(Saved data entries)

----------

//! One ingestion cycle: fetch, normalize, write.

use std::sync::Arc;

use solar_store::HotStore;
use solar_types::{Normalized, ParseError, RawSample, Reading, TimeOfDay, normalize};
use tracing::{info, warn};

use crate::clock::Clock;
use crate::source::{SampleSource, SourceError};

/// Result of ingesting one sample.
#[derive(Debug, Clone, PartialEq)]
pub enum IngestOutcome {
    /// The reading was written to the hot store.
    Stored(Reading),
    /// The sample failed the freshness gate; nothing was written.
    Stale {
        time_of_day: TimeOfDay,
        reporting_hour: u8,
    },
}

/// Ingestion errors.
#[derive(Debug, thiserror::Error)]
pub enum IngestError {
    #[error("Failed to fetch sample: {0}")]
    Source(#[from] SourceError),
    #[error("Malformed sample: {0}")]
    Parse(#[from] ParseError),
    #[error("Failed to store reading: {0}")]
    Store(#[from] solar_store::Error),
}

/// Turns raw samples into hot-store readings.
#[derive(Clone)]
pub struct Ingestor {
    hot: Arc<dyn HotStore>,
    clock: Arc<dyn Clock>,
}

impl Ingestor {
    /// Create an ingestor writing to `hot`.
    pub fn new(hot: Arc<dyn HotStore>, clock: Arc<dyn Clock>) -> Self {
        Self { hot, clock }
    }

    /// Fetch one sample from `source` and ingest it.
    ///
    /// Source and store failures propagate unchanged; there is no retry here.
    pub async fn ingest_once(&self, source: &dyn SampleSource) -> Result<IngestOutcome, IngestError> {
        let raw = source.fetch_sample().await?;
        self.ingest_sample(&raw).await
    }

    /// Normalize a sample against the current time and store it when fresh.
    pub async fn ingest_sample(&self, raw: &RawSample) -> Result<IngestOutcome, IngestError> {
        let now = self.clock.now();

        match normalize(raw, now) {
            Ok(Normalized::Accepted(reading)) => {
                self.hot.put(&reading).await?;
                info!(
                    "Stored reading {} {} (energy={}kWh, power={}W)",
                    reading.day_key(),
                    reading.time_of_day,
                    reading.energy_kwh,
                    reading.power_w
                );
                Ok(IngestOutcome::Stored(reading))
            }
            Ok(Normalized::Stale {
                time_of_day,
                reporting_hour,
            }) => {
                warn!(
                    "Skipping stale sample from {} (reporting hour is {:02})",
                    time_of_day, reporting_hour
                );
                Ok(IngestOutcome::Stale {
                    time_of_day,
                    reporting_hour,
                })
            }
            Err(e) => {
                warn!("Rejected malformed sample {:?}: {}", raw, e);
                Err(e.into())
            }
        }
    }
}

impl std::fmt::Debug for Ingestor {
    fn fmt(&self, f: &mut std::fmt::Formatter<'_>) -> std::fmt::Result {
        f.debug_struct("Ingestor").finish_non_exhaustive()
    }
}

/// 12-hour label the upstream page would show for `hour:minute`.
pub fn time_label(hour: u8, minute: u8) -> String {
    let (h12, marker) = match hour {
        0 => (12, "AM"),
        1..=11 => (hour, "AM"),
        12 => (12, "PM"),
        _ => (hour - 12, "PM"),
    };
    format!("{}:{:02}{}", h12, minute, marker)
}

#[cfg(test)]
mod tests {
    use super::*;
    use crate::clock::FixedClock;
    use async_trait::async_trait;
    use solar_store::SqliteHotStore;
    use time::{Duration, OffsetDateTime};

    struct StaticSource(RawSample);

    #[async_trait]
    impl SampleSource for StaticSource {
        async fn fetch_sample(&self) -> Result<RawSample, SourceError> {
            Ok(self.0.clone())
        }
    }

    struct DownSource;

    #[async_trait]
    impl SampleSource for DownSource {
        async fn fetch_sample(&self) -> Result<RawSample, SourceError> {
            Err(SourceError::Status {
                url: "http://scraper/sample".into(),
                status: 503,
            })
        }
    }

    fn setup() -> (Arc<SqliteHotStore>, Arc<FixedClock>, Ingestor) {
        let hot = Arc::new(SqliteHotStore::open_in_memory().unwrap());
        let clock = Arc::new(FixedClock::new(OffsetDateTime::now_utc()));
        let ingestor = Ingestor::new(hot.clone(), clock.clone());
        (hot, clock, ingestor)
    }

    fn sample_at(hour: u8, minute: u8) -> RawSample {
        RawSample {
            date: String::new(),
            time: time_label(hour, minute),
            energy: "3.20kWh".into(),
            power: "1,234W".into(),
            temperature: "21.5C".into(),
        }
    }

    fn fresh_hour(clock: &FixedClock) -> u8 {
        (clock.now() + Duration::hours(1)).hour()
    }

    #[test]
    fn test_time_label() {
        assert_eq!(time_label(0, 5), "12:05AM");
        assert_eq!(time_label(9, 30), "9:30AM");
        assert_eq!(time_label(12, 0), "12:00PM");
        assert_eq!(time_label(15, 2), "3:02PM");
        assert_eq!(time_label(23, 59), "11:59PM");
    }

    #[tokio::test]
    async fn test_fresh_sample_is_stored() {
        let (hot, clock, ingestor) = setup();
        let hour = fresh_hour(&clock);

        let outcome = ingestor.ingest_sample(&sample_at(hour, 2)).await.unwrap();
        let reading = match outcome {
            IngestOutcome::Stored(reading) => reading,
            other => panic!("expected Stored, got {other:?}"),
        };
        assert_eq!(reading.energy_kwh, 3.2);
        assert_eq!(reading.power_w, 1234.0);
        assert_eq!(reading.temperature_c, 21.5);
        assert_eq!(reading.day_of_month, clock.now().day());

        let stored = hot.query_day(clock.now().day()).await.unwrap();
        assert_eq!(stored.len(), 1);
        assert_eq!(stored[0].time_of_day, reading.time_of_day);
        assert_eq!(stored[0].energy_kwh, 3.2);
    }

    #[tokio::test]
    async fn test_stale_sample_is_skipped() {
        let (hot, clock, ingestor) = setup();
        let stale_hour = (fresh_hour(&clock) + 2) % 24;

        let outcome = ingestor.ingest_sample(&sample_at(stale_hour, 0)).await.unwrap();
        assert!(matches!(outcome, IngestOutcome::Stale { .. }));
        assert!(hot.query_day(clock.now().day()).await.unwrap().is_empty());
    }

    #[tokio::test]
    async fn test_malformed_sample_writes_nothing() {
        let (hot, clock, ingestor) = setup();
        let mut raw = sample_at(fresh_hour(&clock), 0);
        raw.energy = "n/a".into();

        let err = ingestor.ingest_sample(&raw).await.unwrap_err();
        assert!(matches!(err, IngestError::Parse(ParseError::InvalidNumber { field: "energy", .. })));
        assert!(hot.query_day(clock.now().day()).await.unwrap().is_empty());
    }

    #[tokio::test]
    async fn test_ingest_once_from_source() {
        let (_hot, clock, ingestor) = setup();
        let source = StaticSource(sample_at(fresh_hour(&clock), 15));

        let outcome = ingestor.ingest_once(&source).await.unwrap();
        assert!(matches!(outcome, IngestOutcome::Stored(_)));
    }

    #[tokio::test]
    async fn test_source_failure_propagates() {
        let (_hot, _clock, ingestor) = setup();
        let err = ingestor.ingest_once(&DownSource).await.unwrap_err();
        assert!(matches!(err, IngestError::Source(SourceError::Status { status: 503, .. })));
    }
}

----------

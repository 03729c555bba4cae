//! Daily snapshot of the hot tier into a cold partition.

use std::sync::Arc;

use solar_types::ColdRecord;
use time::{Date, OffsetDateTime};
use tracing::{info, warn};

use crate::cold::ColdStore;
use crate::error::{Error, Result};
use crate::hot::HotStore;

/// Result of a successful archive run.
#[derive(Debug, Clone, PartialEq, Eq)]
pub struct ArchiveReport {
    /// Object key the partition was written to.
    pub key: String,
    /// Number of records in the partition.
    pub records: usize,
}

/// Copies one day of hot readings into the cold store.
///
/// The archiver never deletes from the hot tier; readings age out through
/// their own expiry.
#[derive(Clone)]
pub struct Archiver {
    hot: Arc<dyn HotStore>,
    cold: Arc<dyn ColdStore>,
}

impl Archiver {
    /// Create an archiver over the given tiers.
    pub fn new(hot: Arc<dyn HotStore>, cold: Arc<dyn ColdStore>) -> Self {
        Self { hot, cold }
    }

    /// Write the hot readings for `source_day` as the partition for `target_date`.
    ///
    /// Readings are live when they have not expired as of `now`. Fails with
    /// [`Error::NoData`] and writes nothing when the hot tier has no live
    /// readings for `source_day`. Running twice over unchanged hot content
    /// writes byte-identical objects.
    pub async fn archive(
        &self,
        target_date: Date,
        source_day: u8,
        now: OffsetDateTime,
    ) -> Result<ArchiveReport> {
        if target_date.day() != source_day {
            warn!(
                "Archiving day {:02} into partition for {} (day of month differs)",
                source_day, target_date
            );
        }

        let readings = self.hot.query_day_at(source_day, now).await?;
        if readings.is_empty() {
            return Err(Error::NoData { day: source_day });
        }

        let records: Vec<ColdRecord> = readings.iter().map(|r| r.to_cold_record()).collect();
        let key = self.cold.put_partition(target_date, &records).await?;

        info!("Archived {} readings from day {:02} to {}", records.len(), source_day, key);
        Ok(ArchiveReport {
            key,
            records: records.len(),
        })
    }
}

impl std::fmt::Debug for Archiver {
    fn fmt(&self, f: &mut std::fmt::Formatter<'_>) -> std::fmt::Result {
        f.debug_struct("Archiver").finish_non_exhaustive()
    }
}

----------

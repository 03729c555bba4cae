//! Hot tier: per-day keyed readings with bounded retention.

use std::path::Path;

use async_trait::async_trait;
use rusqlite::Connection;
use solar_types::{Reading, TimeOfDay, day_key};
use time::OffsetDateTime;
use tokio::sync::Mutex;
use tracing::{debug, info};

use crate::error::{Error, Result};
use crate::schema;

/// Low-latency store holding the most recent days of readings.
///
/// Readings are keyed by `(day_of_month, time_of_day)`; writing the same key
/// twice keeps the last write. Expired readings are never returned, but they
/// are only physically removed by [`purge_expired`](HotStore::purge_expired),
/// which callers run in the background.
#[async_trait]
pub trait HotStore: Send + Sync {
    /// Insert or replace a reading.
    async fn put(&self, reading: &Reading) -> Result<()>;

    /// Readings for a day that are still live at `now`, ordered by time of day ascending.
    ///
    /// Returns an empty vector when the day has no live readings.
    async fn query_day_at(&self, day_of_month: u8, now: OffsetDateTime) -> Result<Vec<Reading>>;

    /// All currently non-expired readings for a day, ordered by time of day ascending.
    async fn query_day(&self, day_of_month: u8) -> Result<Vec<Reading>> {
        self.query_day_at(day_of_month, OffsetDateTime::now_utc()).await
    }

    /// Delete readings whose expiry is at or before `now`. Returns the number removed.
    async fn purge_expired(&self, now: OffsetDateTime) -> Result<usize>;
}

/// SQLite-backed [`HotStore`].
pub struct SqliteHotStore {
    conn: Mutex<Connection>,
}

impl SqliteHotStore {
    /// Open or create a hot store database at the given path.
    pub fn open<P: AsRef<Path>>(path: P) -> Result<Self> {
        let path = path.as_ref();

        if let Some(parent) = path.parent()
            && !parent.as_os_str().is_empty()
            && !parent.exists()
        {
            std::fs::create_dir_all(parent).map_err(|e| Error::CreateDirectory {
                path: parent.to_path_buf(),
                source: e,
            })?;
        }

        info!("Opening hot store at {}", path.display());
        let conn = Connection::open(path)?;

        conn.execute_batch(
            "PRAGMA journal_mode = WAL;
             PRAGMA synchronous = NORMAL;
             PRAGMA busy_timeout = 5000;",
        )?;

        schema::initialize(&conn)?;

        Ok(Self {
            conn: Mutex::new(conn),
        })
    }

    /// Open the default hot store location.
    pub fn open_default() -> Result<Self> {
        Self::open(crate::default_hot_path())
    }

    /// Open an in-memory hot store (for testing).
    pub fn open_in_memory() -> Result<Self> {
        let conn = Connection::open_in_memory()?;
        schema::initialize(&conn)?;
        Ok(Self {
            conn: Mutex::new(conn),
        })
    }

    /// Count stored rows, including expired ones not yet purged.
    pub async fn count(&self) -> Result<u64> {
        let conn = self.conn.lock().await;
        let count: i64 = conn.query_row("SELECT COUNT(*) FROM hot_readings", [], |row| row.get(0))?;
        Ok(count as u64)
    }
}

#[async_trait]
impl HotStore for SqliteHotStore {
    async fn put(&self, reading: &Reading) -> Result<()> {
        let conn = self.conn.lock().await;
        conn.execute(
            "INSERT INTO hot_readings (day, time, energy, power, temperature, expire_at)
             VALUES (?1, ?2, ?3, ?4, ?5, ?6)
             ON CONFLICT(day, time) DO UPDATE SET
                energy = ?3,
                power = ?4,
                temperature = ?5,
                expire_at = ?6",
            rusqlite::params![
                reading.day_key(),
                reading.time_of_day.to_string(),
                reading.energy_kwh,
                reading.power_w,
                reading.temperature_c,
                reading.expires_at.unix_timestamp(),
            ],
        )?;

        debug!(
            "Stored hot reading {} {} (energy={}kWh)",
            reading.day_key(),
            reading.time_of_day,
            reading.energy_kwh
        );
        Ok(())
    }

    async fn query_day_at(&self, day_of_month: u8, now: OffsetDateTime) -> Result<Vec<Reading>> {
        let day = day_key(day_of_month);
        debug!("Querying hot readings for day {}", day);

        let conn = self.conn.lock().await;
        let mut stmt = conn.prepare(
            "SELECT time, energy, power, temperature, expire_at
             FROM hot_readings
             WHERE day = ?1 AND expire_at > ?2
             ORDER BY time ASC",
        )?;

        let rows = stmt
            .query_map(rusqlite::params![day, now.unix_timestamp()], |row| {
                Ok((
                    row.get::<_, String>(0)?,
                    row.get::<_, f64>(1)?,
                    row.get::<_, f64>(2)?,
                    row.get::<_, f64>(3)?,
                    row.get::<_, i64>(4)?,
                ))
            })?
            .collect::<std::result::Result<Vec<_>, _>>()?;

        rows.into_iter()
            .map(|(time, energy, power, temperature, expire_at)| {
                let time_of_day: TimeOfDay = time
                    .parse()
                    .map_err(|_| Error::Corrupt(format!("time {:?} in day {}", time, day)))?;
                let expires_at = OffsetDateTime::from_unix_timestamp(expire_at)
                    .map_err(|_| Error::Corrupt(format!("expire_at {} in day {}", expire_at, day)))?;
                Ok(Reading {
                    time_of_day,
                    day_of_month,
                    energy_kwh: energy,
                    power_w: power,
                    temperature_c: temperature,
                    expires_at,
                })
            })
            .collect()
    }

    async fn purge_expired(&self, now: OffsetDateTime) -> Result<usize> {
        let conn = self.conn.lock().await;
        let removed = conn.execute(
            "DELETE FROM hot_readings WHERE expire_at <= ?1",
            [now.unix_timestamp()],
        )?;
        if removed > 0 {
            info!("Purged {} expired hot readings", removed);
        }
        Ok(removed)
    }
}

----------

__DIRECTIONS__.
Go line by line through the data above and report each one that holds the string "rows".

__SOLUTION TO THE EXERCISE__.
    /// Count stored rows, including expired ones not yet purged.
        let rows = stmt
        rows.into_iter()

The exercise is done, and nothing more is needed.